//! CLI routing tests.
//!
//! Commands are parsed and run in-process against a config file that points
//! the vault at a scripted engine and a temporary database.

#![cfg(unix)]

use clap::Parser;
use gpgvault_cli::{engine_version, run, Cli};
use gpgvault_core::Config;
use gpgvault_integration_tests::{engine_calls, scripted_gpg, test_config};
use gpgvault_store::{OwnerId, Vault};
use std::path::PathBuf;
use tempfile::TempDir;

/// Write a config for `dir` and return its path.
fn setup(dir: &TempDir) -> PathBuf {
    let gpg = scripted_gpg(dir.path());
    let path = dir.path().join("gpgvault.json5");
    test_config(dir.path(), &gpg).save(&path).unwrap();
    path
}

async fn gpgvault(config: &PathBuf, args: &[&str]) -> anyhow::Result<()> {
    let mut argv = vec!["gpgvault", "--config", config.to_str().unwrap()];
    argv.extend_from_slice(args);
    run(Cli::try_parse_from(argv)?).await
}

async fn vault(config: &PathBuf) -> Vault {
    Vault::from_config(&Config::load(config).unwrap()).await.unwrap()
}

#[tokio::test]
async fn test_version() {
    let dir = TempDir::new().unwrap();
    let config = setup(&dir);
    gpgvault(&config, &["version"]).await.unwrap();

    let config = Config::load(&config).unwrap();
    assert_eq!(engine_version(&config).await.unwrap(), "gpg (GnuPG) 2.4.4");
}

#[tokio::test]
async fn test_version_survives_missing_engine() {
    let dir = TempDir::new().unwrap();
    let path = dir.path().join("gpgvault.json5");
    let mut config = test_config(dir.path(), &dir.path().join("absent-gpg"));
    config.gpg.timeout_secs = 2;
    config.save(&path).unwrap();

    gpgvault(&path, &["version"]).await.unwrap();
    assert!(engine_calls(dir.path()).is_empty());
}

#[tokio::test]
async fn test_key_add_and_item_add() {
    let dir = TempDir::new().unwrap();
    let config = setup(&dir);

    gpgvault(&config, &["--owner", "5", "key", "add", "0xCAFEBABE"])
        .await
        .unwrap();
    gpgvault(&config, &["--owner", "5", "item", "add", "db", "--value", "hunter2"])
        .await
        .unwrap();
    gpgvault(&config, &["--owner", "5", "item", "list"]).await.unwrap();

    let vault = vault(&config).await;
    assert_eq!(vault.list_fingerprints(OwnerId(5)).await.unwrap().len(), 1);
    let items = vault.list_items(OwnerId(5)).await.unwrap();
    assert_eq!(items.len(), 1);
    assert_ne!(items[0].value, b"hunter2");
    assert_eq!(engine_calls(dir.path()), vec!["list", "encrypt"]);
}

#[tokio::test]
async fn test_item_add_encrypted_base64() {
    let dir = TempDir::new().unwrap();
    let config = setup(&dir);

    // "-----BEGIN PGP MESSAGE-----\n" in base64
    gpgvault(
        &config,
        &[
            "item",
            "add",
            "backup",
            "--encrypted",
            "--value-base64",
            "LS0tLS1CRUdJTiBQR1AgTUVTU0FHRS0tLS0tCg==",
        ],
    )
    .await
    .unwrap();

    let items = vault(&config).await.list_items(OwnerId(1)).await.unwrap();
    assert_eq!(items[0].value, b"-----BEGIN PGP MESSAGE-----\n");
    assert!(engine_calls(dir.path()).is_empty());
}

#[tokio::test]
async fn test_item_add_rejects_bad_base64() {
    let dir = TempDir::new().unwrap();
    let config = setup(&dir);

    let err = gpgvault(
        &config,
        &["item", "add", "x", "--encrypted", "--value-base64", "%%%"],
    )
    .await
    .unwrap_err();
    assert!(err.to_string().contains("Invalid base 64 encoded string."));
}

#[tokio::test]
async fn test_item_add_without_keys_fails() {
    let dir = TempDir::new().unwrap();
    let config = setup(&dir);

    let err = gpgvault(&config, &["item", "add", "db", "--value", "x"])
        .await
        .unwrap_err();
    assert!(err.to_string().starts_with("Encryption failed"));
}

#[tokio::test]
async fn test_item_add_with_multiline_passphrase_fails() {
    let dir = TempDir::new().unwrap();
    let gpg = scripted_gpg(dir.path());
    let path = dir.path().join("gpgvault.json5");
    let mut config = test_config(dir.path(), &gpg);
    config.gpg.passphrase = Some(gpgvault_core::SecretString::new("pw\nINJECTED"));
    config.save(&path).unwrap();

    let err = gpgvault(&path, &["item", "add", "db", "--value", "secret"])
        .await
        .unwrap_err();
    assert!(err.to_string().contains("single line"));
    assert!(engine_calls(dir.path()).is_empty());
}

#[tokio::test]
async fn test_key_remove_unknown_is_not_found() {
    let dir = TempDir::new().unwrap();
    let config = setup(&dir);

    let err = gpgvault(
        &config,
        &["key", "remove", "3f1c2a4e-8d0b-4a57-9a57-1d2f3c4b5a69"],
    )
    .await
    .unwrap_err();
    assert!(err.to_string().starts_with("Not found"));
}

#[tokio::test]
async fn test_config_validate_and_show() {
    let dir = TempDir::new().unwrap();
    let config = setup(&dir);

    gpgvault(&config, &["config", "validate"]).await.unwrap();
    gpgvault(&config, &["config", "show"]).await.unwrap();
    gpgvault(&config, &["config", "path"]).await.unwrap();
}

#[tokio::test]
async fn test_config_init_refuses_overwrite() {
    let dir = TempDir::new().unwrap();
    let config = setup(&dir);

    let err = gpgvault(&config, &["config", "init"]).await.unwrap_err();
    assert!(err.to_string().contains("already exists"));
}
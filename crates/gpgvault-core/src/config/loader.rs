//! Configuration loading and persistence.

use super::Config;
use crate::env;
use crate::error::ConfigError;
use crate::paths;
use crate::secret::SecretString;
use std::fs;
use std::path::{Path, PathBuf};

impl Config {
    /// Load configuration from the default path.
    pub fn load_default() -> Result<Self, ConfigError> {
        let path = paths::config_file()?;
        Self::load(&path)
    }

    /// Load configuration from a file path.
    pub fn load(path: &Path) -> Result<Self, ConfigError> {
        if !path.exists() {
            return Err(ConfigError::NotFound(path.to_path_buf()));
        }

        let content = fs::read_to_string(path)?;
        Self::parse(&content)
    }

    /// Parse configuration from a string.
    pub fn parse(content: &str) -> Result<Self, ConfigError> {
        json5::from_str(content).map_err(|e| ConfigError::Json5(e.to_string()))
    }

    /// Load from `path` (or the default location), falling back to defaults
    /// when no file exists, then apply environment overrides.
    ///
    /// A file that exists but fails to parse is an error rather than a
    /// silent fallback, so a typo cannot drop the configured keyserver.
    pub fn resolve(path: Option<&Path>) -> Result<Self, ConfigError> {
        let loaded = match path {
            Some(path) => Self::load(path),
            None => Self::load_default(),
        };

        let mut config = match loaded {
            Ok(config) => config,
            Err(ConfigError::NotFound(p)) => {
                tracing::debug!(path = %p.display(), "no config file, using defaults");
                Self::default()
            }
            Err(e) => return Err(e),
        };

        config.apply_env();
        Ok(config)
    }

    /// Apply `GPGVAULT_*` environment overrides.
    pub fn apply_env(&mut self) {
        if let Some(home) = env::get_var(env::vars::GNUPGHOME) {
            self.gpg.home = Some(paths::expand_tilde(&home));
        }
        if let Some(keyserver) = env::get_var(env::vars::KEYSERVER) {
            self.gpg.keyserver = keyserver;
        }
        if let Some(passphrase) = env::get_var(env::vars::PASSPHRASE) {
            self.gpg.passphrase = Some(SecretString::new(passphrase));
        }
        if let Some(timeout) = env::get_u64(env::vars::GPG_TIMEOUT) {
            self.gpg.timeout_secs = timeout;
        }
        if let Some(url) = env::get_var(env::vars::DATABASE_URL) {
            self.storage.database_url = Some(url);
        }
    }

    /// Save configuration to a file path.
    pub fn save(&self, path: &Path) -> Result<(), ConfigError> {
        let content = self.to_json5()?;

        if let Some(parent) = path.parent() {
            fs::create_dir_all(parent)?;
        }

        // Write atomically
        let temp_path = path.with_extension("tmp");
        fs::write(&temp_path, &content)?;

        // The file may carry the keyring passphrase
        #[cfg(unix)]
        {
            use std::os::unix::fs::PermissionsExt;
            fs::set_permissions(&temp_path, fs::Permissions::from_mode(0o600))?;
        }

        fs::rename(&temp_path, path)?;
        Ok(())
    }

    /// Serialize to JSON5 string.
    pub fn to_json5(&self) -> Result<String, ConfigError> {
        // json5 has no serializer; plain JSON is valid JSON5
        serde_json::to_string_pretty(self).map_err(|e| ConfigError::Parse(e.to_string()))
    }

    /// Validate the configuration, collecting all errors before returning.
    pub fn validate(&self) -> Result<(), ConfigError> {
        let mut errors = Vec::new();

        if self.gpg.binary.trim().is_empty() {
            errors.push("gpg.binary must not be empty".to_string());
        }

        if self.gpg.keyserver.trim().is_empty() {
            errors.push("gpg.keyserver must not be empty".to_string());
        } else if !self.gpg.keyserver.contains("://") {
            errors.push(format!(
                "gpg.keyserver '{}' must include a scheme (e.g. hkps://)",
                self.gpg.keyserver
            ));
        }

        if self.gpg.timeout_secs == 0 {
            errors.push("gpg.timeout_secs must be greater than 0".to_string());
        }

        if let Some(passphrase) = &self.gpg.passphrase {
            if passphrase.expose_secret().contains(['\n', '\r']) {
                errors.push("gpg.passphrase must be a single line".to_string());
            }
        }

        if let Some(url) = &self.storage.database_url {
            if !url.starts_with("sqlite:") {
                errors.push(format!(
                    "storage.database_url '{}' is not a sqlite URL",
                    url
                ));
            }
        }

        if errors.is_empty() {
            Ok(())
        } else {
            Err(ConfigError::Validation(errors.join("; ")))
        }
    }

    /// Keyring home directory, falling back to `~/.gpgvault/gnupg`.
    pub fn keyring_home(&self) -> Result<PathBuf, ConfigError> {
        match &self.gpg.home {
            Some(home) => Ok(paths::expand_tilde(&home.to_string_lossy())),
            None => paths::keyring_dir(),
        }
    }

    /// Database URL, falling back to the SQLite file in the base directory.
    ///
    /// A leading `~/` in the path part is expanded like `gpg.home`.
    pub fn database_url(&self) -> Result<String, ConfigError> {
        match &self.storage.database_url {
            Some(url) => {
                let (scheme, path) = match url.strip_prefix("sqlite://") {
                    Some(path) => ("sqlite://", path),
                    None => ("sqlite:", url.strip_prefix("sqlite:").unwrap_or(url)),
                };
                if path.starts_with("~/") {
                    Ok(format!("{scheme}{}", paths::expand_tilde(path).display()))
                } else {
                    Ok(url.clone())
                }
            }
            None => Ok(format!("sqlite://{}", paths::database_file()?.display())),
        }
    }
}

▸ **Required action**:
Set down the lines of the records exactly, from the first one through the line containing "use gpgvault_core::Config;", and add nothing else.

▸ **Finished exercise**:
//! CLI routing tests.
//!
//! Commands are parsed and run in-process against a config file that points
//! the vault at a scripted engine and a temporary database.

#![cfg(unix)]

use clap::Parser;
use gpgvault_cli::{engine_version, run, Cli};
use gpgvault_core::Config;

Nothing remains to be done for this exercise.